[Opening The records section]

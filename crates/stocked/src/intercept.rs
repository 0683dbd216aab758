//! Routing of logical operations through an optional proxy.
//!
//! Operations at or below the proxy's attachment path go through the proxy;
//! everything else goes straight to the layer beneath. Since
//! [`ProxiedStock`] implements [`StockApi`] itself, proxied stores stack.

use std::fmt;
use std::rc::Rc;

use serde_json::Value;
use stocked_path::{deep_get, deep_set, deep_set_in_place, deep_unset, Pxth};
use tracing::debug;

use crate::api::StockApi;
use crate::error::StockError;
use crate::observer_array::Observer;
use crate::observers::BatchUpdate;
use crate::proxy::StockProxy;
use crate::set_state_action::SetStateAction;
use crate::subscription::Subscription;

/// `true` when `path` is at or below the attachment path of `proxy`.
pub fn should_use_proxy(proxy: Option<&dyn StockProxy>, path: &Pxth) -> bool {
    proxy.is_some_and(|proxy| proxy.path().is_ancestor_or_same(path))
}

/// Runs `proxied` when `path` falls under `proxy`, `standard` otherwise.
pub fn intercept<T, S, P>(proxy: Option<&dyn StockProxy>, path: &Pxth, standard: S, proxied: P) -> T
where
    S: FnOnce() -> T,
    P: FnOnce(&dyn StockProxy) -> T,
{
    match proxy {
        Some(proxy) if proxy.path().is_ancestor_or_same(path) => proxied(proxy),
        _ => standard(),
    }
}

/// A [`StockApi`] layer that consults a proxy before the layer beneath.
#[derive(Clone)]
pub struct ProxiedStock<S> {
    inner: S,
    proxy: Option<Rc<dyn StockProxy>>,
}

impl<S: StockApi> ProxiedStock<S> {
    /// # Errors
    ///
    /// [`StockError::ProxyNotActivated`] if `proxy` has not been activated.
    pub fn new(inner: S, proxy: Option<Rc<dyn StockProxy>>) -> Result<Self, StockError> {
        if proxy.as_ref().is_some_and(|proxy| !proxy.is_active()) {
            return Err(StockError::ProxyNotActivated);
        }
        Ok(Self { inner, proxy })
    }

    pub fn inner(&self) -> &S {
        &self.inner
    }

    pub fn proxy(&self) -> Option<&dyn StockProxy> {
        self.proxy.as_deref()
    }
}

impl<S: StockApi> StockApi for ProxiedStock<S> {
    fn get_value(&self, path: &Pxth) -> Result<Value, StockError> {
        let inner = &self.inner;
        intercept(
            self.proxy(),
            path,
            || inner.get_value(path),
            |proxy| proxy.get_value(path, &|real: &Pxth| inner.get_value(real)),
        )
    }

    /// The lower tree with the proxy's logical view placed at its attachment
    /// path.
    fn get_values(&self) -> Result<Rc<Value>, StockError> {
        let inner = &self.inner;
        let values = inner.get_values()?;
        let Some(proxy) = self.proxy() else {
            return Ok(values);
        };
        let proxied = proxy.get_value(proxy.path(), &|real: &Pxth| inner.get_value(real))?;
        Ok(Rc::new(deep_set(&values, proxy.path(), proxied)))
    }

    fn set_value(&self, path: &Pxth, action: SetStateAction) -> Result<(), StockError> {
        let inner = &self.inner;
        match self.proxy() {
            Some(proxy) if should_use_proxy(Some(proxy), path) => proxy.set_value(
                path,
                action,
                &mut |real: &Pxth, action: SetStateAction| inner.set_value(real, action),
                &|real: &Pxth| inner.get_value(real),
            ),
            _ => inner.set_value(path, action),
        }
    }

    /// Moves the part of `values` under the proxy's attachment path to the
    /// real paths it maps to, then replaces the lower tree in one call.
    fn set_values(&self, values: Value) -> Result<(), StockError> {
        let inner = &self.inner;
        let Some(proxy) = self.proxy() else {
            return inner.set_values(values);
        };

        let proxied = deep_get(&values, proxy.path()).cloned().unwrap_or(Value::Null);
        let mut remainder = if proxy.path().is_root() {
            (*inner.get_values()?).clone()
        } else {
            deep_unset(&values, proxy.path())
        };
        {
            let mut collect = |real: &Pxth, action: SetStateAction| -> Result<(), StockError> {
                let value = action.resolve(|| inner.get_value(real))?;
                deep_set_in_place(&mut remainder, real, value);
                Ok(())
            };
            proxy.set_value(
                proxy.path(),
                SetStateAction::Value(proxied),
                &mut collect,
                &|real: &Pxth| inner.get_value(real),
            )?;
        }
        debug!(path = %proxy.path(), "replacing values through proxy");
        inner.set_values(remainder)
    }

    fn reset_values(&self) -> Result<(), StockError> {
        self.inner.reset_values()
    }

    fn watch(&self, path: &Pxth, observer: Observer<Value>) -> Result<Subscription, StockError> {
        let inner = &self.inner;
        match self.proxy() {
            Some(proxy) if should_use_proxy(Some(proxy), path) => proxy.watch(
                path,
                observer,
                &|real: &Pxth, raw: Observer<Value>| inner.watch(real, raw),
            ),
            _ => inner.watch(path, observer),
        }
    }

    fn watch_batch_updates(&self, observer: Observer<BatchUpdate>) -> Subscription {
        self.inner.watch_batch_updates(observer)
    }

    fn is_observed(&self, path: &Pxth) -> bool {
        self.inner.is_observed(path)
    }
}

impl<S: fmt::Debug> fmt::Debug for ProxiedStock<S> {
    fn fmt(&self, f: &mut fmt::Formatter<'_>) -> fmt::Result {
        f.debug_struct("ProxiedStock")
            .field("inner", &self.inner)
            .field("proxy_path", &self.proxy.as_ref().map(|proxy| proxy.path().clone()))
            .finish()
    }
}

[Closing The records section]
[Opening The records section]

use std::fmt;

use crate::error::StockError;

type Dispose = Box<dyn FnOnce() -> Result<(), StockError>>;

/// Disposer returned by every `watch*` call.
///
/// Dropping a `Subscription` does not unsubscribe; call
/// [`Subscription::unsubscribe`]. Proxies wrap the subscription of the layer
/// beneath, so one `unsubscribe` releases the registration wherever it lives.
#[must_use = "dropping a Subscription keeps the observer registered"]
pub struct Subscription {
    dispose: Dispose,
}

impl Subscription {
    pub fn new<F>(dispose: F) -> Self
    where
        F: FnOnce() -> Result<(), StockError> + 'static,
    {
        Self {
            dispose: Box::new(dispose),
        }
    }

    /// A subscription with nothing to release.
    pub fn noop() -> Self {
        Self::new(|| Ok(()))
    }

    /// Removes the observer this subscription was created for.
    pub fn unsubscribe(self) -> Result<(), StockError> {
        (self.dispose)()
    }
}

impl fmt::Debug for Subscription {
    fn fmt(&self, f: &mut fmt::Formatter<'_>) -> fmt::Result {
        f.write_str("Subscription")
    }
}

[Closing The records section]
[Opening The records section]

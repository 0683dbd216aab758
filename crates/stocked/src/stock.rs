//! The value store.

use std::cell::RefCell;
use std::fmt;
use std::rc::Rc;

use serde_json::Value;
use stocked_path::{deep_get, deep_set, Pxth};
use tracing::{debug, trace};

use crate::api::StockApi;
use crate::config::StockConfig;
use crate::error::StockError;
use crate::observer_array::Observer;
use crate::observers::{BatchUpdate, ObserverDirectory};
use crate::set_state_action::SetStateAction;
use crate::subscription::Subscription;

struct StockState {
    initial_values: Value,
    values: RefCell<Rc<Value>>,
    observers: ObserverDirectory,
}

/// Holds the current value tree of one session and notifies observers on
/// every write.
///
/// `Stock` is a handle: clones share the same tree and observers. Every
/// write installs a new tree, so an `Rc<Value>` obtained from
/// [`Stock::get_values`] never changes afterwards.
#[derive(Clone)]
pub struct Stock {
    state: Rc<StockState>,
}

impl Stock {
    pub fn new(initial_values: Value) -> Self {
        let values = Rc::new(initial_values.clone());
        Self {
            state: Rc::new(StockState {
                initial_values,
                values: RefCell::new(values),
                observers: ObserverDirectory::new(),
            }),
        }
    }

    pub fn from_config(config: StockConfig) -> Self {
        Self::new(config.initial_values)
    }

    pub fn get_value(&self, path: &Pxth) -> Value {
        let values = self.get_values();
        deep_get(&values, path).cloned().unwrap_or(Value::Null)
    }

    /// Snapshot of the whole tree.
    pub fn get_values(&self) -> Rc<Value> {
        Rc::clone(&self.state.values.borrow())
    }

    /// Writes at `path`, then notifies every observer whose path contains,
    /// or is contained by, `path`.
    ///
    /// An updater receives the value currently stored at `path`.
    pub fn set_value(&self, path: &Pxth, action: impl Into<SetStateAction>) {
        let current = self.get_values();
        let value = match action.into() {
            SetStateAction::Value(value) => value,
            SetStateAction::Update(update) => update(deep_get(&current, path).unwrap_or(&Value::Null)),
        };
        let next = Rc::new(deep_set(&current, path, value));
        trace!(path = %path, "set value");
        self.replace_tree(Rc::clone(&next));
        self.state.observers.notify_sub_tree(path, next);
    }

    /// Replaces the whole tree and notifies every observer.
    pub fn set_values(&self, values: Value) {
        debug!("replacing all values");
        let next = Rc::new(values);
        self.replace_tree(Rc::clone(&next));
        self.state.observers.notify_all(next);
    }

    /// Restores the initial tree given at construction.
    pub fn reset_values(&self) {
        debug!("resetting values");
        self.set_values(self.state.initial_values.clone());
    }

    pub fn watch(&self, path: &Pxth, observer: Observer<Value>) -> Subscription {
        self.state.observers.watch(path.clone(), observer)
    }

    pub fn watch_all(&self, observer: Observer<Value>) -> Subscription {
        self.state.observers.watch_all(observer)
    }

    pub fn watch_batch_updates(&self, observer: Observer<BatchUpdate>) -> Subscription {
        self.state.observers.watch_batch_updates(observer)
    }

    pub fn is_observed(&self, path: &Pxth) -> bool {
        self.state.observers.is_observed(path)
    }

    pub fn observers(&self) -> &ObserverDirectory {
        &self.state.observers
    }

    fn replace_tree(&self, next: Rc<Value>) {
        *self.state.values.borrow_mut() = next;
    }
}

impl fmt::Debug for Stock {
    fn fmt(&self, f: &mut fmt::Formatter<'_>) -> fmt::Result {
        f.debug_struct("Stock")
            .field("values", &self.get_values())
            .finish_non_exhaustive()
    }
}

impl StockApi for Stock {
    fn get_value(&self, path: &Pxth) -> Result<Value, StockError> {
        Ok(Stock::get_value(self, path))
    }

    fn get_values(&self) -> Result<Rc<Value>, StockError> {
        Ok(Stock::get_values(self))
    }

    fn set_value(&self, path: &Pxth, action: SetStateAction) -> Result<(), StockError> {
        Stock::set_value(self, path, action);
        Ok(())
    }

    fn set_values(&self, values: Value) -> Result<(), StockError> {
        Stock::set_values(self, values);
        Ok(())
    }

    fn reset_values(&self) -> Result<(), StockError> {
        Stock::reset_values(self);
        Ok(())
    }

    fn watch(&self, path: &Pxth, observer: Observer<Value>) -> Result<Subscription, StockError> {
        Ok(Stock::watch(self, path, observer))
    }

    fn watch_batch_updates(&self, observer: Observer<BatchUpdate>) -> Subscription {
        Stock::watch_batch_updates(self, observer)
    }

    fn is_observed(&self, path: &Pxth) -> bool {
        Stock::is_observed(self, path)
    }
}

[Closing The records section]

§ **To do**:
Could you restate word for word the lines above, from the one that contains "filename crates/stocked/src/intercept.rs" through the one that contains "layer beneath. Since", and no others?

§ **Expected output**:
filename crates/stocked/src/intercept.rs
repository 0683dbd216aab758
//! Routing of logical operations through an optional proxy.
//!
//! Operations at or below the proxy's attachment path go through the proxy;
//! everything else goes straight to the layer beneath. Since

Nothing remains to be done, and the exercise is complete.